- Task instructions
If a line of the material holds the string "Deserialize", it counts; report the number of such lines alone.

- Record extracts
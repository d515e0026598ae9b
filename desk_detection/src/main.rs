use clap::Parser;
use desk_detection::{config, start_app, DetectRequest};
use std::{path::PathBuf, time::Duration};
use tracing_subscriber::{layer::SubscriberExt, util::SubscriberInitExt};

/// Detect desk furniture in a photo and count it per class.
#[derive(Debug, Parser)]
#[command(version, about)]
struct Args {
    /// Image to analyse (JPEG, PNG, ...)
    image: PathBuf,

    /// Where the annotated image is written
    #[arg(short, long)]
    output_dir: Option<PathBuf>,

    /// Minimum confidence for a detection, in [0, 1]
    #[arg(short, long)]
    confidence: Option<f32>,

    /// Give up after this many milliseconds
    #[arg(long)]
    timeout_ms: Option<u64>,
}

#[tokio::main]
async fn main() -> Result<(), Box<dyn std::error::Error>> {
    let args = Args::parse();
    let config = config::get_configuration()?;
    let log_level = &format!("{},ort=info", config.log_level.as_str());

    tracing_subscriber::registry()
        .with(
            tracing_subscriber::EnvFilter::try_from_default_env()
                .unwrap_or_else(|_| log_level.into()),
        )
        .with(
            tracing_subscriber::fmt::layer()
                .json()
                .with_level(true)
                .with_writer(std::io::stderr),
        )
        .init();

    let request = DetectRequest {
        image_path: args.image,
        output_dir: args.output_dir,
        confidence_threshold: args.confidence,
        timeout: args.timeout_ms.map(Duration::from_millis),
    };

    if let Err(e) = start_app(config, request).await {
        tracing::error!("Detection failed: {}", e);
        eprintln!("Error: {}", e);
        // Returning would drop the runtime, which blocks on a timed-out
        // inference worker until the model call finishes.
        std::process::exit(1);
    }

    Ok(())
}
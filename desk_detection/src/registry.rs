use crate::error::DetectionError;
use serde::{ser::SerializeSeq, Deserialize, Serialize, Serializer};
use std::{collections::HashMap, fmt};

/// Category identifier from the detector's training taxonomy (COCO for YOLOv8).
#[derive(Debug, Clone, Copy, PartialEq, Eq, Hash, PartialOrd, Ord, Serialize, Deserialize)]
#[serde(transparent)]
pub struct ClassId(pub u32);

impl ClassId {
    pub fn as_index(self) -> usize {
        self.0 as usize
    }
}

impl fmt::Display for ClassId {
    fn fmt(&self, f: &mut fmt::Formatter<'_>) -> fmt::Result {
        write!(f, "{}", self.0)
    }
}

impl From<u32> for ClassId {
    fn from(id: u32) -> Self {
        ClassId(id)
    }
}

/// Ordered whitelist of classes. The order is the layout of every tally vector
/// built against this registry.
#[derive(Debug, Clone, PartialEq, Eq)]
pub struct ClassRegistry {
    classes: Vec<ClassId>,
    positions: HashMap<ClassId, usize>,
}

impl ClassRegistry {
    pub fn new<I>(classes: I) -> Result<Self, DetectionError>
    where
        I: IntoIterator,
        I::Item: Into<ClassId>,
    {
        let mut ordered = Vec::new();
        let mut positions = HashMap::new();

        for class_id in classes.into_iter().map(Into::into) {
            if positions.insert(class_id, ordered.len()).is_some() {
                return Err(DetectionError::DuplicateClass(class_id));
            }
            ordered.push(class_id);
        }

        Ok(Self {
            classes: ordered,
            positions,
        })
    }

    pub fn index_of(&self, class_id: ClassId) -> Result<usize, DetectionError> {
        self.positions
            .get(&class_id)
            .copied()
            .ok_or(DetectionError::UnknownClass(class_id))
    }

    pub fn size(&self) -> usize {
        self.classes.len()
    }

    /// The whitelist handed to the model, in registry order.
    pub fn class_ids(&self) -> &[ClassId] {
        &self.classes
    }
}

impl Serialize for ClassRegistry {
    fn serialize<S: Serializer>(&self, serializer: S) -> Result<S::Ok, S::Error> {
        let mut seq = serializer.serialize_seq(Some(self.classes.len()))?;
        for class_id in &self.classes {
            seq.serialize_element(class_id)?;
        }
        seq.end()
    }
}
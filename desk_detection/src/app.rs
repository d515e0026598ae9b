use crate::{
    annotator::Annotator,
    config::{Config, Validatable},
    error::DetectionError,
    labels::LabelSet,
    ort_service::OrtModelService,
    pipeline::{DetectionOutcome, Pipeline},
    registry::{ClassId, ClassRegistry},
};
use serde::Serialize;
use std::{path::PathBuf, time::Duration};

/// One detection job from the command line. Unset fields fall back to the
/// configuration.
#[derive(Debug, Clone)]
pub struct DetectRequest {
    pub image_path: PathBuf,
    pub output_dir: Option<PathBuf>,
    pub confidence_threshold: Option<f32>,
    pub timeout: Option<Duration>,
}

#[derive(Debug, Serialize)]
struct LabelledCount {
    class_id: ClassId,
    label: String,
    count: u32,
}

#[derive(Debug, Serialize)]
struct Report<'a> {
    #[serde(flatten)]
    outcome: &'a DetectionOutcome,
    labelled_counts: Vec<LabelledCount>,
}

impl<'a> Report<'a> {
    fn new(outcome: &'a DetectionOutcome, labels: &LabelSet) -> Self {
        let labelled_counts = outcome
            .tally
            .iter()
            .map(|(class_id, count)| LabelledCount {
                class_id,
                label: labels.name(class_id),
                count,
            })
            .collect();

        Self {
            outcome,
            labelled_counts,
        }
    }
}

pub fn build_pipeline(
    config: &Config,
    labels: LabelSet,
) -> Result<Pipeline<OrtModelService>, DetectionError> {
    let registry = ClassRegistry::new(config.detection.classes.iter().copied())?;
    let annotator = Annotator::from_config(&config.annotation, labels);
    let model_service = OrtModelService::new(&config.model)?;

    tracing::info!(
        "Pipeline ready with {} whitelisted classes",
        registry.size()
    );

    Ok(Pipeline::new(model_service, registry, annotator))
}

pub async fn start_app(
    config: Config,
    request: DetectRequest,
) -> Result<(), Box<dyn std::error::Error>> {
    let labels = LabelSet::load(&config.labels.get_path())?;
    let pipeline = build_pipeline(&config, labels.clone())?;

    let output_dir = request
        .output_dir
        .unwrap_or_else(|| config.detection.output_dir.clone());
    let confidence_threshold = request
        .confidence_threshold
        .unwrap_or(config.detection.confidence_threshold);
    let timeout = request
        .timeout
        .unwrap_or_else(|| config.detection.get_timeout());

    let outcome = pipeline
        .detect_with_timeout(
            request.image_path,
            output_dir,
            confidence_threshold,
            timeout,
        )
        .await?;

    let report = Report::new(&outcome, &labels);
    println!("{}", serde_json::to_string_pretty(&report)?);

    Ok(())
}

- Result
2